# DATA SUPPLIED
━━━

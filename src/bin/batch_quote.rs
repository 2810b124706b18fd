//! Price a CSV of requests in parallel
//!
//! Input columns: `id,base_price,table,down_payment` (table and down_payment
//! may be empty; table takes the same names as the `quote` CLI, such as
//! `full`, `cheia`, `half` or `metade`). Writes one output row per admitted option, or a single row
//! carrying the error for requests that fail validation.

use anyhow::{Context, Result};
use clap::Parser;
use installment_calculator::{CalculatorConfig, PricingRequest, TableSelector};
use rayon::prelude::*;
use serde::{Deserialize, Serialize};
use std::path::PathBuf;
use std::time::Instant;

#[derive(Parser)]
#[command(name = "batch_quote")]
#[command(author, version, about = "Price a CSV of installment requests", long_about = None)]
struct Cli {
    /// Input CSV of requests
    #[arg(short, long)]
    input: PathBuf,

    /// Output CSV of options
    #[arg(short, long, default_value = "installment_options.csv")]
    output: PathBuf,

    /// JSON configuration file
    #[arg(short, long)]
    config: Option<PathBuf>,
}

#[derive(Debug, Deserialize)]
struct RequestRow {
    id: String,
    base_price: f64,
    #[serde(default)]
    table: Option<TableSelector>,
    #[serde(default)]
    down_payment: Option<f64>,
}

#[derive(Debug, Serialize)]
struct OptionRow {
    id: String,
    table: TableSelector,
    down_payment: f64,
    installments: Option<u32>,
    installment_value: Option<f64>,
    error: Option<String>,
}

fn main() -> Result<()> {
    env_logger::init();

    let cli = Cli::parse();
    let config = CalculatorConfig::load_or_default(cli.config.as_deref()).context("Failed to load config")?;
    let engine = config.engine().context("Failed to build pricing engine")?;

    let start = Instant::now();
    let mut reader = csv::ReaderBuilder::new()
        .trim(csv::Trim::All)
        .from_path(&cli.input)
        .with_context(|| format!("Failed to open {}", cli.input.display()))?;
    let requests: Vec<RequestRow> = reader
        .deserialize()
        .collect::<Result<_, _>>()
        .with_context(|| format!("Failed to parse {}", cli.input.display()))?;
    println!("Loaded {} requests in {:?}", requests.len(), start.elapsed());

    let priced: Vec<Vec<OptionRow>> = requests
        .par_iter()
        .map(|row| {
            let table = row.table.unwrap_or(config.default_table);
            let request = match row.down_payment {
                Some(down) => PricingRequest::with_down_payment(row.base_price, table, down),
                None => PricingRequest::new(row.base_price, table),
            };
            let down_payment = row.down_payment.unwrap_or(0.0);

            match engine.price(&request) {
                Ok(options) => options
                    .into_iter()
                    .map(|option| OptionRow {
                        id: row.id.clone(),
                        table,
                        down_payment,
                        installments: Some(option.installment_count),
                        installment_value: Some(option.installment_value),
                        error: None,
                    })
                    .collect(),
                Err(e) => vec![OptionRow {
                    id: row.id.clone(),
                    table,
                    down_payment,
                    installments: None,
                    installment_value: None,
                    error: Some(e.to_string()),
                }],
            }
        })
        .collect();

    let mut writer = csv::Writer::from_path(&cli.output)
        .with_context(|| format!("Failed to create {}", cli.output.display()))?;
    let mut written = 0usize;
    let mut failed = 0usize;
    for row in priced.iter().flatten() {
        if row.error.is_some() {
            failed += 1;
        }
        writer.serialize(row)?;
        written += 1;
    }
    writer.flush()?;

    println!(
        "Wrote {} rows ({} failed requests) to {} in {:?}",
        written,
        failed,
        cli.output.display(),
        start.elapsed()
    );
    Ok(())
}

━━━

# WHAT YOU WILL DO
Copy out the lines above with "PricingRequest" in them.

# SOLUTION TO THE EXERCISE
use installment_calculator::{CalculatorConfig, PricingRequest, TableSelector};
                Some(down) => PricingRequest::with_down_payment(row.base_price, table, down),
                None => PricingRequest::new(row.base_price, table),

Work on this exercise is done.